REQUIRED ACTION: Where the word "crate" appears in a line below, copy the whole line.

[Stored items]
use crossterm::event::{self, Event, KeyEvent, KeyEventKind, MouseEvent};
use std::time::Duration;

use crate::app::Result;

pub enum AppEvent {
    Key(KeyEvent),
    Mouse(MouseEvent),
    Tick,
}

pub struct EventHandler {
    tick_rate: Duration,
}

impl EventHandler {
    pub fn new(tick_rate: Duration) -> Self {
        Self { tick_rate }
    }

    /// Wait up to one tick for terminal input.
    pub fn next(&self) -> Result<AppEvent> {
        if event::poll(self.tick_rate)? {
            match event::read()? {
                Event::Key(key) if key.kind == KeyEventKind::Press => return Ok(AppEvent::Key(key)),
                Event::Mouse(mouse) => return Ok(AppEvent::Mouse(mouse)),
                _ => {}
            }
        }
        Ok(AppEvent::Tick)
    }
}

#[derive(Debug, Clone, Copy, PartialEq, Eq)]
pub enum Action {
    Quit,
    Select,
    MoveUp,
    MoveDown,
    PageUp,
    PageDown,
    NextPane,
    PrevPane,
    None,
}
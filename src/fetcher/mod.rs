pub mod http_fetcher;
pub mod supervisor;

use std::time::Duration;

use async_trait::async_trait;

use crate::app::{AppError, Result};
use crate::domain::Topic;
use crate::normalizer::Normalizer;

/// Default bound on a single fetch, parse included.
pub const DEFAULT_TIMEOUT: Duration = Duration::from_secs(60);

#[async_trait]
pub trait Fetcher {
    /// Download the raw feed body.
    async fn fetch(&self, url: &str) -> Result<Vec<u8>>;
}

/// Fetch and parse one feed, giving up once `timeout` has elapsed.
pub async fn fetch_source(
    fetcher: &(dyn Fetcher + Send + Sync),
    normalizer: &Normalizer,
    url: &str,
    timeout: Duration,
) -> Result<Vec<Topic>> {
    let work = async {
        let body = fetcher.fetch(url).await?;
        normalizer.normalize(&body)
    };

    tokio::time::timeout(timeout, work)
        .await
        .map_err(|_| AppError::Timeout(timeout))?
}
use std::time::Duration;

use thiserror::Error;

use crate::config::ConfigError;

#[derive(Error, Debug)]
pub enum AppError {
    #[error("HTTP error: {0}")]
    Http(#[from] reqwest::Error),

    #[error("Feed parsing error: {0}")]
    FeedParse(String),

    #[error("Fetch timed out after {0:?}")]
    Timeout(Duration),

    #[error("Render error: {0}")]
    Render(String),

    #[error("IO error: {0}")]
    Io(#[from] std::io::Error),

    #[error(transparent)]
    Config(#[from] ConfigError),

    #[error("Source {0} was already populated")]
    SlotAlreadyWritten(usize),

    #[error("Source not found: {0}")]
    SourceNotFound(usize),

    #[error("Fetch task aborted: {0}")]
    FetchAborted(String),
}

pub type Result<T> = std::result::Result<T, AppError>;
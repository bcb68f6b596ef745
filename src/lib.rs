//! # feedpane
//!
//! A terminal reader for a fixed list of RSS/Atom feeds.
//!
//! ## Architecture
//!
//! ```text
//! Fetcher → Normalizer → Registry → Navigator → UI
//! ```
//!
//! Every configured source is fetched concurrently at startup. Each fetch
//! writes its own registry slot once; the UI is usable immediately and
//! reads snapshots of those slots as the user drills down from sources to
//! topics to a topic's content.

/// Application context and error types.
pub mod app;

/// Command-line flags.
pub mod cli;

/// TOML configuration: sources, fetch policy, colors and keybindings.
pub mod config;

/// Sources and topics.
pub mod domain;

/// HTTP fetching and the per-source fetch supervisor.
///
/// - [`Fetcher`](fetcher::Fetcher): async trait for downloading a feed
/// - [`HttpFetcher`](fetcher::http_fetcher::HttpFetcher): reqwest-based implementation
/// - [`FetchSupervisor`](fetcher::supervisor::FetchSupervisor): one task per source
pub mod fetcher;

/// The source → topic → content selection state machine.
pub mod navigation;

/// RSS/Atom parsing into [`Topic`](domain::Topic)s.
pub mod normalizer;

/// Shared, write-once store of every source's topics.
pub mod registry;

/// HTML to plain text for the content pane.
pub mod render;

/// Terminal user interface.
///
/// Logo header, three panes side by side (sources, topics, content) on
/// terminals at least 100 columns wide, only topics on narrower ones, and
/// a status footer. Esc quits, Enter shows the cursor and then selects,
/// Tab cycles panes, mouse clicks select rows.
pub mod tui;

...

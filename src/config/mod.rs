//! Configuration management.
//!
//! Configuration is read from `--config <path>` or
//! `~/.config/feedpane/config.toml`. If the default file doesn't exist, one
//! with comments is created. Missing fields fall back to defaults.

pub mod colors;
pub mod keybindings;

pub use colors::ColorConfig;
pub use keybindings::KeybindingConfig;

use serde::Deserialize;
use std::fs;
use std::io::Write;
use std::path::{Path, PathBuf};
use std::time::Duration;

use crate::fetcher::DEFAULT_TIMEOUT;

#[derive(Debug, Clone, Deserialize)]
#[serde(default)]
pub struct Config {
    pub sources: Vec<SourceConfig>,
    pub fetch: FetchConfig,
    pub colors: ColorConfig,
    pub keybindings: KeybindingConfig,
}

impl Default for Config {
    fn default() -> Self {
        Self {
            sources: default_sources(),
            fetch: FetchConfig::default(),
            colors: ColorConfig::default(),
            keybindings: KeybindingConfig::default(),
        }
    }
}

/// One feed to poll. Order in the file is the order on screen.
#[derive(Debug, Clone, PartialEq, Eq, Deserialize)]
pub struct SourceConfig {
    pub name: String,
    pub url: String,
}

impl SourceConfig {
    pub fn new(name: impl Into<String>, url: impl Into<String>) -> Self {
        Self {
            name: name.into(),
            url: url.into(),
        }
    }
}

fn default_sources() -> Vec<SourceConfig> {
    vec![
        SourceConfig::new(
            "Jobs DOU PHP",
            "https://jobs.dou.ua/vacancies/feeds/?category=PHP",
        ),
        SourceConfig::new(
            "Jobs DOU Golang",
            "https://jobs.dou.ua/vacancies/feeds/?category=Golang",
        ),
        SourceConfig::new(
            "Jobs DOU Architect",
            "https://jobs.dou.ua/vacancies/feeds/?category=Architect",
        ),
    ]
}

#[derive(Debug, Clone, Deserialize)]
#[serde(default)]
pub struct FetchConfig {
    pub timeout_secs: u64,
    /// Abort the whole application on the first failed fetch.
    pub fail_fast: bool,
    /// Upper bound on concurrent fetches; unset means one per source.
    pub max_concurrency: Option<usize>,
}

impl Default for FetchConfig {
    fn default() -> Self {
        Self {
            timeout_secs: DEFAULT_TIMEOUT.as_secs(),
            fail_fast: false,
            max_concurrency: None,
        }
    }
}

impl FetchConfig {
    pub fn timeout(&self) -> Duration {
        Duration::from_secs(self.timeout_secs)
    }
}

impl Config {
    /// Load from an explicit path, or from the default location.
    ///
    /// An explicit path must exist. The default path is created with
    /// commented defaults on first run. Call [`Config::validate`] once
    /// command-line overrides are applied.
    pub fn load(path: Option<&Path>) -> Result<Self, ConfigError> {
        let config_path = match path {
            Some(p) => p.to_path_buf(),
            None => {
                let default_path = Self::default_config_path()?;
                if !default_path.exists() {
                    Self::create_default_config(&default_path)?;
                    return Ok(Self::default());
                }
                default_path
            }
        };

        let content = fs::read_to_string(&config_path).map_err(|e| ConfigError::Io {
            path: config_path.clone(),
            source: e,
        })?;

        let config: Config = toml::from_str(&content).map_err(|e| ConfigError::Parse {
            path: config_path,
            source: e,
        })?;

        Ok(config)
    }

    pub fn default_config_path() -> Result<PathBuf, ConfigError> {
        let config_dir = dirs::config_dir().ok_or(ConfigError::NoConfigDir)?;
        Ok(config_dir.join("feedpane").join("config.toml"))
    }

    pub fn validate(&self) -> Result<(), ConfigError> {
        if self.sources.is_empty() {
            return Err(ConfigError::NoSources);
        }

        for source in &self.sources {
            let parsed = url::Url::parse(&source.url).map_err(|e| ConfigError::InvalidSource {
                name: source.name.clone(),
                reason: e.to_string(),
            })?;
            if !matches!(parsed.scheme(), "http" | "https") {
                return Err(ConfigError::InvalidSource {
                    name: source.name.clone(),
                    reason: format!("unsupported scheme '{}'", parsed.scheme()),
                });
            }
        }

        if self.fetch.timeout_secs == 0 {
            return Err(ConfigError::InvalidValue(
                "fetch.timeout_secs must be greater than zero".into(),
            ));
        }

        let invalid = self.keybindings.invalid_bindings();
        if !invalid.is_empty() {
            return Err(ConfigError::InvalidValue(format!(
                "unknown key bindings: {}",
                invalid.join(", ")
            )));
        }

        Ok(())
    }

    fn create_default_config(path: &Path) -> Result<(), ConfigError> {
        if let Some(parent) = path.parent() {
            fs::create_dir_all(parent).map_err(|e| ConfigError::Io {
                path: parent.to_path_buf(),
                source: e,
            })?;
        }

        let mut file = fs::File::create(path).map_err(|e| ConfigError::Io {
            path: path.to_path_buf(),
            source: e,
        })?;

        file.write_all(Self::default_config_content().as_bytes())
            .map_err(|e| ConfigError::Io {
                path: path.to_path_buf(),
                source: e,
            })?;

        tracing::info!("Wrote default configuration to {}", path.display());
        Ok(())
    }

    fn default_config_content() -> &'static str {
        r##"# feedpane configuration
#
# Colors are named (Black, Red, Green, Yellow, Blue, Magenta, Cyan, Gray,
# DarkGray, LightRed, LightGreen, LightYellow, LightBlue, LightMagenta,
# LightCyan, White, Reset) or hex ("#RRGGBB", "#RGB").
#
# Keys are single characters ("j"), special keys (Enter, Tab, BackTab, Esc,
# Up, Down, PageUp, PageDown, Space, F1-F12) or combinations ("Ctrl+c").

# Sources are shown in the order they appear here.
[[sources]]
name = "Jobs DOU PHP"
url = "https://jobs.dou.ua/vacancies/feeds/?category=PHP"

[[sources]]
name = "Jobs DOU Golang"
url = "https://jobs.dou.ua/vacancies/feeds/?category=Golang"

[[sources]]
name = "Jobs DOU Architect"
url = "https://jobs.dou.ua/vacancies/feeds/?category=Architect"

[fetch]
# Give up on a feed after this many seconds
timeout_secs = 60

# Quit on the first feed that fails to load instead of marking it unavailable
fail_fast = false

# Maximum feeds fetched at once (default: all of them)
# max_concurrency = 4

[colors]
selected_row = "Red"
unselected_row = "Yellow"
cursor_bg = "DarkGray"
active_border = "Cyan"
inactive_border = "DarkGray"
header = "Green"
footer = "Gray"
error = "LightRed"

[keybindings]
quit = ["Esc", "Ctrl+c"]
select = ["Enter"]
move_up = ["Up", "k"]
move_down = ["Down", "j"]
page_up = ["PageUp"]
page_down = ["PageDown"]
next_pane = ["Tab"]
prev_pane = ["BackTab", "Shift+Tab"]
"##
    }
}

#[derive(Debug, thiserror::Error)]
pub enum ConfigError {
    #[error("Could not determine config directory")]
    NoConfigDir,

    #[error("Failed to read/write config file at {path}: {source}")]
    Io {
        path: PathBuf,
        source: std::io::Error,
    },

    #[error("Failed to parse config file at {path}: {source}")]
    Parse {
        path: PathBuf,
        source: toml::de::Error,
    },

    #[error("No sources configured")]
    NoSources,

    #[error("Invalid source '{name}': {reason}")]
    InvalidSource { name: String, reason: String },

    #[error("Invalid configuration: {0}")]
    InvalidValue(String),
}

YOUR RESPONSE:
use crate::app::Result;
use crate::app::{AppError, Result};
use crate::domain::Topic;
use crate::normalizer::Normalizer;
use crate::config::ConfigError;
use crate::fetcher::DEFAULT_TIMEOUT;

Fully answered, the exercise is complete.